Go over the material below and report every line that contains the word "sessions".

——

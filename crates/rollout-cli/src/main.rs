mod cmd;
mod exit;
mod output;
mod root;

use clap::{Parser, Subcommand};
use cmd::{config::ConfigSubcommand, deploy::DeployArgs};
use std::path::PathBuf;

#[derive(Parser)]
#[command(
    name = "rollout",
    about = "Roll out container image changes to a service and watch them settle",
    version,
    propagate_version = true
)]
struct Cli {
    /// Project root (default: auto-detect from .rollout/ or .git/)
    #[arg(long, global = true, env = "ROLLOUT_ROOT")]
    root: Option<PathBuf>,

    /// Output as JSON
    #[arg(long, global = true, short = 'j')]
    json: bool,

    /// Control-plane base URL (overrides control_plane.endpoint)
    #[arg(long, global = true, env = "ROLLOUT_ENDPOINT")]
    endpoint: Option<String>,

    #[command(subcommand)]
    command: Commands,
}

#[derive(Subcommand)]
enum Commands {
    /// Change a service's spec and roll it out
    Deploy(DeployArgs),

    /// Roll a service back after a timed-out rollout
    Rollback {
        /// Service, as cluster/service
        service: String,
        /// Roll out this spec id instead of the previous one
        #[arg(long, value_name = "SPEC_ID")]
        to: Option<String>,
    },

    /// Show a service's current health
    Health {
        /// Service, as cluster/service
        service: String,
    },

    /// List recorded rollout sessions, newest first
    History {
        /// Only sessions for this cluster/service
        service: Option<String>,
        #[arg(long, default_value_t = 20)]
        limit: usize,
    },

    /// Manage .rollout/config.yaml
    Config {
        #[command(subcommand)]
        subcommand: ConfigSubcommand,
    },
}

fn main() {
    let cli = Cli::parse();

    let default_level = match &cli.command {
        Commands::Deploy(_) | Commands::Rollback { .. } => tracing::Level::INFO,
        _ => tracing::Level::WARN,
    };

    tracing_subscriber::fmt()
        .with_env_filter(
            tracing_subscriber::EnvFilter::from_default_env().add_directive(default_level.into()),
        )
        .with_target(false)
        .with_writer(std::io::stderr)
        .init();

    let root = root::resolve_root(cli.root.as_deref());
    let endpoint = cli.endpoint.as_deref();

    let result = match cli.command {
        Commands::Deploy(args) => cmd::deploy::run(&root, args, endpoint, cli.json),
        Commands::Rollback { service, to } => {
            cmd::rollback::run(&root, &service, to.as_deref(), endpoint, cli.json)
        }
        Commands::Health { service } => {
            cmd::health::run(&root, &service, endpoint, cli.json).map(|()| exit::SUCCESS)
        }
        Commands::History { service, limit } => {
            cmd::history::run(&root, service.as_deref(), limit, cli.json).map(|()| exit::SUCCESS)
        }
        Commands::Config { subcommand } => {
            cmd::config::run(&root, subcommand, cli.json).map(|()| exit::SUCCESS)
        }
    };

    let code = match result {
        Ok(code) => code,
        Err(e) => {
            // Print the full error chain (anyhow's alternate Display)
            eprintln!("error: {e:#}");
            exit::for_error(&e)
        }
    };
    std::process::exit(code);
}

——

Answer to the problem:
    /// List recorded rollout sessions, newest first
        /// Only sessions for this cluster/service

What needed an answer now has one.